*Your assignment*: In the records below, some lines contain the word "entry". Copy each of them.

Stored items from a collection:
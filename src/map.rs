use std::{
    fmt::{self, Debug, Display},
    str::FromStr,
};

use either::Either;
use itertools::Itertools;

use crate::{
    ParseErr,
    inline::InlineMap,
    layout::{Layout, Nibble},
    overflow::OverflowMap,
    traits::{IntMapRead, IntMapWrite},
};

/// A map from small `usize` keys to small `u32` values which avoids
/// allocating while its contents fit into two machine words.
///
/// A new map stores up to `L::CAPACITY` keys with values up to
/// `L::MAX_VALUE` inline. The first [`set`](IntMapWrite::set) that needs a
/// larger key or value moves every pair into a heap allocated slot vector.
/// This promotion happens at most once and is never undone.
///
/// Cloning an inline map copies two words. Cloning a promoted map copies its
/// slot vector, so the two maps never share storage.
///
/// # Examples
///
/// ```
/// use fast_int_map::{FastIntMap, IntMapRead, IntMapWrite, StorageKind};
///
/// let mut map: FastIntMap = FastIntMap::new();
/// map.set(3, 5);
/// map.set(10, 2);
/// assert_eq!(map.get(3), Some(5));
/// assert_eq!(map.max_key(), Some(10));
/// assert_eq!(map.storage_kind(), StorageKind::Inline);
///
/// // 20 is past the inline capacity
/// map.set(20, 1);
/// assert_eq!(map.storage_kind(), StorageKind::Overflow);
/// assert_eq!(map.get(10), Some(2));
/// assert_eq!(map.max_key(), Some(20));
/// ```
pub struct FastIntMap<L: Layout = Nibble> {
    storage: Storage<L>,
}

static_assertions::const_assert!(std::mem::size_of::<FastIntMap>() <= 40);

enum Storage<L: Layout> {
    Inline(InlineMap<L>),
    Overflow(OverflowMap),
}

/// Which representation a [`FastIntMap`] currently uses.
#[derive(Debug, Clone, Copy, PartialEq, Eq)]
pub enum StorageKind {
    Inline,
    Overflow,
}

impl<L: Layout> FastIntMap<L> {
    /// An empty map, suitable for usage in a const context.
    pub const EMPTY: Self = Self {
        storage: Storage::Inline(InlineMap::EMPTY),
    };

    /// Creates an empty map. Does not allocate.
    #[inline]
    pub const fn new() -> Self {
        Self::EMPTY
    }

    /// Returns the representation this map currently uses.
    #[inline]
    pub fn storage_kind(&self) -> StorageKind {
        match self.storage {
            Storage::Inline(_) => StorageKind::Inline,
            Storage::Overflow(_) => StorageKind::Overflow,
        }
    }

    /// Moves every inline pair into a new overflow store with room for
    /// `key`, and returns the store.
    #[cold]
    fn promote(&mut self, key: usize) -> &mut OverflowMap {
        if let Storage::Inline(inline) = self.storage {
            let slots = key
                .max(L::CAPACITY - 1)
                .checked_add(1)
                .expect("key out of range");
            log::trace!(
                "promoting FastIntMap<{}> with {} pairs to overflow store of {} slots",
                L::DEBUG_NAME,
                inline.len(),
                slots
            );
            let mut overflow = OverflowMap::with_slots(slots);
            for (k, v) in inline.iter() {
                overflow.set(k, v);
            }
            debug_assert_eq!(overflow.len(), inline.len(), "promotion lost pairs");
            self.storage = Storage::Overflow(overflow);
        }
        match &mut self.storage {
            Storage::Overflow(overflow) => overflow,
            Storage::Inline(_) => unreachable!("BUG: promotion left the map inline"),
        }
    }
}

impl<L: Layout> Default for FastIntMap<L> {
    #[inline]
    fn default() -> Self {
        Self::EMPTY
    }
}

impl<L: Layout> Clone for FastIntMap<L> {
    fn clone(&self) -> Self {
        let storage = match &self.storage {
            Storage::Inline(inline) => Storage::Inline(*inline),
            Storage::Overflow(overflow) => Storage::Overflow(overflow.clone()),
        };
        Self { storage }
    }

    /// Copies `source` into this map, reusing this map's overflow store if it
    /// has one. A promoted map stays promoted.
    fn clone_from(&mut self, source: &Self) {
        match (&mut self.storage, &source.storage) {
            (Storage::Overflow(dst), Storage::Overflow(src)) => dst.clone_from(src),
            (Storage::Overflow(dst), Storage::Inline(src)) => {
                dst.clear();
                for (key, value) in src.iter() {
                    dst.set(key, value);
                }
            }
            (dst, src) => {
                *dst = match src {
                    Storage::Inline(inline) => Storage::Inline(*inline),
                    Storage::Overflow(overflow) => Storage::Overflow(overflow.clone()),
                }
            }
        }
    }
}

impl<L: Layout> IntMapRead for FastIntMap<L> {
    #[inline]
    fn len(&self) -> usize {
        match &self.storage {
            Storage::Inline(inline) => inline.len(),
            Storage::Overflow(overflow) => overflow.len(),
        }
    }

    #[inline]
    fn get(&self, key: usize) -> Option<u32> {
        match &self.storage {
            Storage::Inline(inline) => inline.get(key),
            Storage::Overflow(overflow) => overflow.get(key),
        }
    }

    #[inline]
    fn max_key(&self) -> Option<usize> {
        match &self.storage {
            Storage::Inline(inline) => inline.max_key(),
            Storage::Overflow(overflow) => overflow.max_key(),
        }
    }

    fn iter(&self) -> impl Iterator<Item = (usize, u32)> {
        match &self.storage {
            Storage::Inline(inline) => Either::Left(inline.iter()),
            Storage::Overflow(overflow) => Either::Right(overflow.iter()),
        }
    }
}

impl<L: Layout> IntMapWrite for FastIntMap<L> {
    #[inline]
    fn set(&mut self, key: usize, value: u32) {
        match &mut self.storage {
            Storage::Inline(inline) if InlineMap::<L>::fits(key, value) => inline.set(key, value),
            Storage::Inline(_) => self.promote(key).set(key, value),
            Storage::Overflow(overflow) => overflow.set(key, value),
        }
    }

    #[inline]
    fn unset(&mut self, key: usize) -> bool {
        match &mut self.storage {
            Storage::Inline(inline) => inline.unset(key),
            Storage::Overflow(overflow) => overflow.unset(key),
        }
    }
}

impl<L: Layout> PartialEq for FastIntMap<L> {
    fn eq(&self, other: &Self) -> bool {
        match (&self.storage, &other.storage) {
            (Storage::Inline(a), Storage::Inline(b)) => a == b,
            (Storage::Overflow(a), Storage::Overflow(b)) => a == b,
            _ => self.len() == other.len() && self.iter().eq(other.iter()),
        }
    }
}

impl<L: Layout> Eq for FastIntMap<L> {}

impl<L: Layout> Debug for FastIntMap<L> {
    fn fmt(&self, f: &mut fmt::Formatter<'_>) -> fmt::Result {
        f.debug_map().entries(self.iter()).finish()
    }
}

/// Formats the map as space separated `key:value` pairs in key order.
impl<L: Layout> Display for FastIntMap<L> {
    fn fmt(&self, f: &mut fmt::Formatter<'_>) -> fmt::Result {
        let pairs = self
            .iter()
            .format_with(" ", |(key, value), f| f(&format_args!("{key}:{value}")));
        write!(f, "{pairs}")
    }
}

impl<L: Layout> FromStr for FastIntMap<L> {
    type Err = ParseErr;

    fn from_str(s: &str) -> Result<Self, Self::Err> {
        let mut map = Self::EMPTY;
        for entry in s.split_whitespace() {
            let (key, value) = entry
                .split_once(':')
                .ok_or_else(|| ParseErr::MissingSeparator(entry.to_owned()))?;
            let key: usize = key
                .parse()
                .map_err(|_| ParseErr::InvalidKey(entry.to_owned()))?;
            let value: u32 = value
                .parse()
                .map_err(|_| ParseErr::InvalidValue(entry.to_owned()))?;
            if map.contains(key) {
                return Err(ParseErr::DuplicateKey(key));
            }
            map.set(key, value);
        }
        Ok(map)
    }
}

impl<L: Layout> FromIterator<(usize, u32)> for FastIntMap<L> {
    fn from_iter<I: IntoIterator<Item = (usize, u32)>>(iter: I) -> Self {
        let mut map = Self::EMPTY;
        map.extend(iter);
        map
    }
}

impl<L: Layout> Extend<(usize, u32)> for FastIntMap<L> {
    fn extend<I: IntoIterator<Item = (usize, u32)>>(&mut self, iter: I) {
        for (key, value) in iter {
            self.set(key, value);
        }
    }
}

*Exercise result*:
        for entry in s.split_whitespace() {
            let (key, value) = entry
                .ok_or_else(|| ParseErr::MissingSeparator(entry.to_owned()))?;
                .map_err(|_| ParseErr::InvalidKey(entry.to_owned()))?;
                .map_err(|_| ParseErr::InvalidValue(entry.to_owned()))?;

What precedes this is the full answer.